The Book of Ashes
Legend in his own mind, creator of all you see here, he walks this Earth on the path of the becoming.
On Saturday, 9, February 2008 Ashes wrote...
Young's double slit experiment. 3:49PM
I didn't really realise it until I saw it written down but I think I agree fully with this...
"[Richard] Feynman was fond of saying that all of quantum mechanics can be gleaned from carefully thinking through the implications of this single experiment."
For those that don't know the double slit experiment a fuller description of it can be found here. For those that don't care that much you can probably stop reading. This rest of this post contains a lot of physics stuff that may not interest some.
But essentially it is this. If you fire photons at a wall with two slits in it then you will get an interference pattern on the far side (photons going through either slit interfere with each other to create bright spots or cancel out). This kind of makes sense until you reduce the photons firing to one at a time. Then the single photon must go through one or the other slit and the interference pattern should be lost (if you block a slit so there is only 1 then you just get a spread of light with no interference bands). But this is not what happens. The interference bands still appear and it is as if the photon is travelling through both slits at once like a wave would rather than a particle. If you place a detector in one slit then the interference pattern disappears. There is much more to this but essentially the phenomenom lacks a solid explanation and I think that if it is explained satisfactorily it could lead to a re-writing of physics. However I lack any such explaination :)

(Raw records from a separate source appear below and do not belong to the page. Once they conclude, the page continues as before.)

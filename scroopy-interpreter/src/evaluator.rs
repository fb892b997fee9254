use std::collections::HashMap;
use std::rc::Rc;

use scroopy_core::ast;
use scroopy_core::ast::{Expression, InfixOperationKind, PrefixOperationKind};
use tracing::{debug, trace};

use crate::builtins::map_builtins;
use crate::environment::Environment;
use crate::object::{EvaluationError, HashKey, Object, Signal};

/// Evaluates a whole program. A top level `return` ends the program with its
/// value; an error ends it with that error. Bindings made before the error
/// stay in `environment`.
pub fn eval_program(
    program: &ast::Program,
    environment: &Environment,
) -> Result<Rc<Object>, EvaluationError> {
    debug!(statements = program.statements.len(), "evaluating program");
    let mut output = Object::null();
    for statement in &program.statements {
        let result = eval_statement(statement, environment);

        match result {
            Err(Signal::Return(value)) => return Ok(value),
            Err(Signal::Error(error)) => {
                debug!(%error, "evaluation failed");
                return Err(error);
            }
            Ok(object) => output = object,
        };
    }
    Ok(output)
}

pub fn eval_statement(
    statement: &ast::Statement,
    environment: &Environment,
) -> Result<Rc<Object>, Signal> {
    match statement {
        ast::Statement::Expression(expression) => eval_expression(expression, environment),
        ast::Statement::Return(statement) => eval_return_statement(statement, environment),
        ast::Statement::Let(statement) => eval_let_statement(statement, environment),
    }
}

fn eval_let_statement(
    statement: &ast::LetStatement,
    environment: &Environment,
) -> Result<Rc<Object>, Signal> {
    let value = eval_expression(&statement.value, environment)?;
    Ok(environment.define(statement.identifier.name.clone(), value))
}

fn eval_return_statement(
    statement: &ast::ReturnStatement,
    environment: &Environment,
) -> Result<Rc<Object>, Signal> {
    let value = eval_expression(&statement.value, environment)?;
    Err(Signal::Return(value))
}

/// Signals pass through a block untouched; only a call boundary unwraps a
/// `return`.
pub fn eval_block_statement(
    block: &ast::BlockStatement,
    environment: &Environment,
) -> Result<Rc<Object>, Signal> {
    let mut result = Object::null();
    for statement in &block.statements {
        result = eval_statement(statement, environment)?;
    }
    Ok(result)
}

pub fn eval_expression(
    expression: &Expression,
    environment: &Environment,
) -> Result<Rc<Object>, Signal> {
    match expression {
        Expression::IntegerLiteral(value) => Ok(Object::integer(*value)),
        Expression::BooleanLiteral(value) => Ok(Object::boolean(*value)),
        Expression::StringLiteral(value) => Ok(Object::string(value.clone())),
        Expression::ArrayLiteral(array) => Ok(Object::array(eval_expressions(array, environment)?)),
        Expression::HashLiteral(literal) => eval_hash_literal(literal, environment),
        Expression::Identifier(identifier) => eval_identifier(identifier, environment),
        Expression::PrefixOperation(kind, expression) => {
            let right = eval_expression(expression, environment)?;
            Ok(eval_prefix_operation(*kind, right)?)
        }
        Expression::InfixOperation(kind, left, right) => {
            let left = eval_expression(left, environment)?;
            let right = eval_expression(right, environment)?;
            Ok(eval_infix_operation(*kind, left, right)?)
        }
        Expression::IfExpression {
            condition,
            consequence,
            alternative,
        } => {
            let condition = eval_expression(condition, environment)?;
            if condition.is_truthy() {
                eval_block_statement(consequence, environment)
            } else if let Some(alternative) = alternative {
                eval_block_statement(alternative, environment)
            } else {
                Ok(Object::null())
            }
        }
        Expression::FunctionLiteral { parameters, body } => Ok(Object::function(
            parameters.clone(),
            body.clone(),
            environment.clone(),
        )),
        Expression::CallExpression {
            function,
            arguments,
        } => {
            let function = eval_expression(function, environment)?;
            let arguments = eval_expressions(arguments, environment)?;
            Ok(apply_function(&function, arguments)?)
        }
        Expression::IndexExpression { left, index } => {
            let left = eval_expression(left, environment)?;
            let index = eval_expression(index, environment)?;
            Ok(eval_index_expression(&left, &index)?)
        }
    }
}

fn eval_identifier(
    identifier: &ast::Identifier,
    environment: &Environment,
) -> Result<Rc<Object>, Signal> {
    environment
        .lookup(&identifier.name)
        .or_else(|| map_builtins(&identifier.name).map(Object::builtin_function))
        .ok_or_else(|| EvaluationError::UnknownIdentifier(identifier.name.clone()).into())
}

// Left to right; the first error wins.
fn eval_expressions(
    expressions: &[Expression],
    environment: &Environment,
) -> Result<Vec<Rc<Object>>, Signal> {
    let mut result = Vec::with_capacity(expressions.len());
    for expression in expressions {
        result.push(eval_expression(expression, environment)?);
    }
    Ok(result)
}

fn eval_hash_literal(
    literal: &[(Expression, Expression)],
    environment: &Environment,
) -> Result<Rc<Object>, Signal> {
    let mut hashmap = HashMap::with_capacity(literal.len());
    for (key, value) in literal {
        let key = eval_expression(key, environment)?;
        let hashed_key = HashKey::try_from(key.as_ref())?;
        let value = eval_expression(value, environment)?;
        hashmap.insert(hashed_key, (key, value));
    }
    Ok(Object::hash(hashmap))
}

/// Calls `function` with already evaluated arguments. A `return` inside the
/// body stops at this boundary.
pub fn apply_function(
    function: &Rc<Object>,
    arguments: Vec<Rc<Object>>,
) -> Result<Rc<Object>, EvaluationError> {
    match function.as_ref() {
        Object::Function(function) => {
            if function.parameters.len() != arguments.len() {
                return Err(EvaluationError::WrongArgumentCount {
                    expected: function.parameters.len(),
                    actual: arguments.len(),
                });
            }
            trace!(arity = arguments.len(), "calling function");

            let call_environment = Environment::new_enclosed(function.env.clone());
            for (parameter, argument) in function.parameters.iter().zip(arguments) {
                call_environment.define(parameter.name.clone(), argument);
            }

            match eval_block_statement(&function.body, &call_environment) {
                Ok(object) => Ok(object),
                Err(Signal::Return(value)) => Ok(value),
                Err(Signal::Error(err)) => Err(err),
            }
        }
        Object::BuiltinFunction(builtin) => {
            trace!(name = builtin.name, arity = arguments.len(), "calling builtin");
            (builtin.func)(arguments)
        }
        other => Err(EvaluationError::NotAFunction(other.type_tag())),
    }
}

fn eval_prefix_operation(
    kind: PrefixOperationKind,
    right: Rc<Object>,
) -> Result<Rc<Object>, EvaluationError> {
    match (kind, right.as_ref()) {
        (PrefixOperationKind::Bang, object) => Ok(Object::boolean(!object.is_truthy())),
        (PrefixOperationKind::Minus, Object::Integer(value)) => {
            Ok(Object::integer(value.wrapping_neg()))
        }
        (PrefixOperationKind::Minus, object) => Err(EvaluationError::UnknownPrefixOperator {
            operation: kind,
            right: object.type_tag(),
        }),
    }
}

fn eval_infix_operation(
    kind: InfixOperationKind,
    left: Rc<Object>,
    right: Rc<Object>,
) -> Result<Rc<Object>, EvaluationError> {
    use InfixOperationKind as Op;

    let unknown_operator = || EvaluationError::UnknownInfixOperator {
        left: left.type_tag(),
        operation: kind,
        right: right.type_tag(),
    };

    match (left.as_ref(), right.as_ref()) {
        (Object::Integer(left), Object::Integer(right)) => {
            eval_integer_infix_operation(kind, *left, *right)
        }
        (Object::String(left), Object::String(right)) => match kind {
            Op::Plus => Ok(Object::string(format!("{}{}", left, right))),
            Op::Equal => Ok(Object::boolean(left == right)),
            Op::NotEqual => Ok(Object::boolean(left != right)),
            _ => Err(unknown_operator()),
        },
        (Object::Boolean(left), Object::Boolean(right)) => match kind {
            Op::Equal => Ok(Object::boolean(left == right)),
            Op::NotEqual => Ok(Object::boolean(left != right)),
            _ => Err(unknown_operator()),
        },
        // The integer is coerced with a non-zero test.
        (Object::Integer(integer), Object::Boolean(boolean))
        | (Object::Boolean(boolean), Object::Integer(integer))
            if matches!(kind, Op::Equal | Op::NotEqual) =>
        {
            let equal = (*integer != 0) == *boolean;
            Ok(Object::boolean(if kind == Op::Equal { equal } else { !equal }))
        }
        (left, right) if left.type_tag() != right.type_tag() => {
            Err(EvaluationError::TypeMismatch {
                left: left.type_tag(),
                operation: kind,
                right: right.type_tag(),
            })
        }
        _ => Err(unknown_operator()),
    }
}

/// Arithmetic wraps on overflow. `**` goes through `f64` and truncates toward
/// zero, saturating at the `i64` bounds.
fn eval_integer_infix_operation(
    kind: InfixOperationKind,
    left: i64,
    right: i64,
) -> Result<Rc<Object>, EvaluationError> {
    use InfixOperationKind as Op;

    match kind {
        Op::Plus => Ok(Object::integer(left.wrapping_add(right))),
        Op::Minus => Ok(Object::integer(left.wrapping_sub(right))),
        Op::Multiply => Ok(Object::integer(left.wrapping_mul(right))),
        Op::Divide => {
            if right == 0 {
                return Err(EvaluationError::DivisionByZero(left));
            }
            Ok(Object::integer(left.wrapping_div(right)))
        }
        Op::Power => Ok(Object::integer((left as f64).powf(right as f64) as i64)),
        Op::LessThan => Ok(Object::boolean(left < right)),
        Op::GreaterThan => Ok(Object::boolean(left > right)),
        Op::Equal => Ok(Object::boolean(left == right)),
        Op::NotEqual => Ok(Object::boolean(left != right)),
    }
}

/// Out of range array indices and missing hash keys yield `null`.
fn eval_index_expression(
    left: &Rc<Object>,
    index: &Rc<Object>,
) -> Result<Rc<Object>, EvaluationError> {
    match (left.as_ref(), index.as_ref()) {
        (Object::Array(array), Object::Integer(index)) => Ok(usize::try_from(*index)
            .ok()
            .and_then(|index| array.get(index))
            .cloned()
            .unwrap_or_else(Object::null)),
        (Object::Hash(hash), index) => {
            let hashed_index = HashKey::try_from(index)?;
            Ok(hash
                .get(&hashed_index)
                .map(|(_, value)| value.clone())
                .unwrap_or_else(Object::null))
        }
        (other, _) => Err(EvaluationError::IndexNotSupported(other.type_tag())),
    }
}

This is a really good visual look at the double slit experiment. A lot of variations have been done on this experiment trying to "catch" out the photon to determine which slit it went through. However it seems that any attempt to measure where the photon is makes it "collapse" back to the particle model and it only travels through one slit and the interference pattern disappears.
Another part of physics that is not very well explained (at least to me) is the speed of light. This all ties into Einstein's theory of relativity and gets very complicated very fast but I think a few interesting questions are...
- Why is there a limit for how fast photons can travel? As you try to accelerate them faster, what is forcing them to gain mass rather than go faster than the speed of light?
- Why is the speed of light different depending on the medium it is in? E.g. it is slower in a medium such as glass than in a vacuum.
- Why does light refract when changing mediums, e.g. air to glass? What is the force that makes it change direction?
- If you travel away from light coming towards you (at a fast enough pace) then the light appears to change colour (it is red-shifted) rather than change speed. Changing colour makes sense but why does it not change speed?
Einsteins entire ideas are based on the starting premise that the speed of light is an absolute limit and cannot be surpassed. From there you can see that if you were on a rocket travelling at half the speed of light and you shone a torch then that light could only travel away from you at half the speed of light (from an outside reference point) otherwise it would break your starting premise that the speed of light cannot be broken. For this to make sense to any observer on the rocket we would have to slow down time to half speed (and this is what has been observed to happen, obviously not with a person on a rocket going at half the speed of light). This means that the person on the rocket sees the light slowly travelling away (at half the speed of light) but they are thinking slowly so it actually appears to still travel at the speed of light. Lots of tricky things then occur. The problem is that Einstien never explained why the speed of light is an absolute limit and why photons cannot travel faster than that.
For further reading on the speed of light click here.
Now there are two other things that don't make any sense to me and this may be due to a lack of understanding rather than there not being an answer.
The first is entanglement whereby two particles are entangled at a joint starting point and then when split up over large distances you can determine the state of one by finding out the state of another. E.g. what appears to be instantaneous action over a large distance. This doesn't seem to make sense and just seems that there states were predetermined from the start, e.g. one is up spin, the other down and when you find the up one you know the other must be down (due to conservation of spin or something).
The second is the Heisenberg Uncertainty Principle which states that you can't tell the momentum of a particle and the position at the same time (e.g. measuring one effects the other and so by measuring the postion you are now uncertain of the exact momentum). Now physicists take this to mean that the particle doesn't have an exact momentum or position (or other values) but instead exists in a probability state and collapses down into an exact position when measured. Now this just sounds like crap to me (but too many people believe it for me to dismiss it too quickly). It seems that particles are continuously interacting and there is no difference from particles that we use to measure something than from other random particles that it has bumped into on the way. Hence things have been "measured" without humans since the begining of time and should have exact locations and momentums. Now I agree with the Uncertainty principle in that you can't measure both the position and momentum at once. Obviously to measure an atom you must interact with it somehow, e.g. to fire a photon at it and measure the time taken to bounce back. This may give you the exact position but in doing so the momentum imparted by the photon has changed the particles momentum and you are now unsure about it. Similarly in measuring its momentum you will effect its position. Pretty much this is just saying that you cannot measure anything without interacting with it and that interacting will change it, hence things are uncertain to a degree.
I think there is something missing in physics that once known would help to explain all of the above experiments. It feels like it should be obvious to work it out. You can see that something is missing, but you can't find what.
Just had an after thought. I have a gut feeling that the refraction (bending of light when changing mediums) is related to the double slit experiment. Not sure how that helps.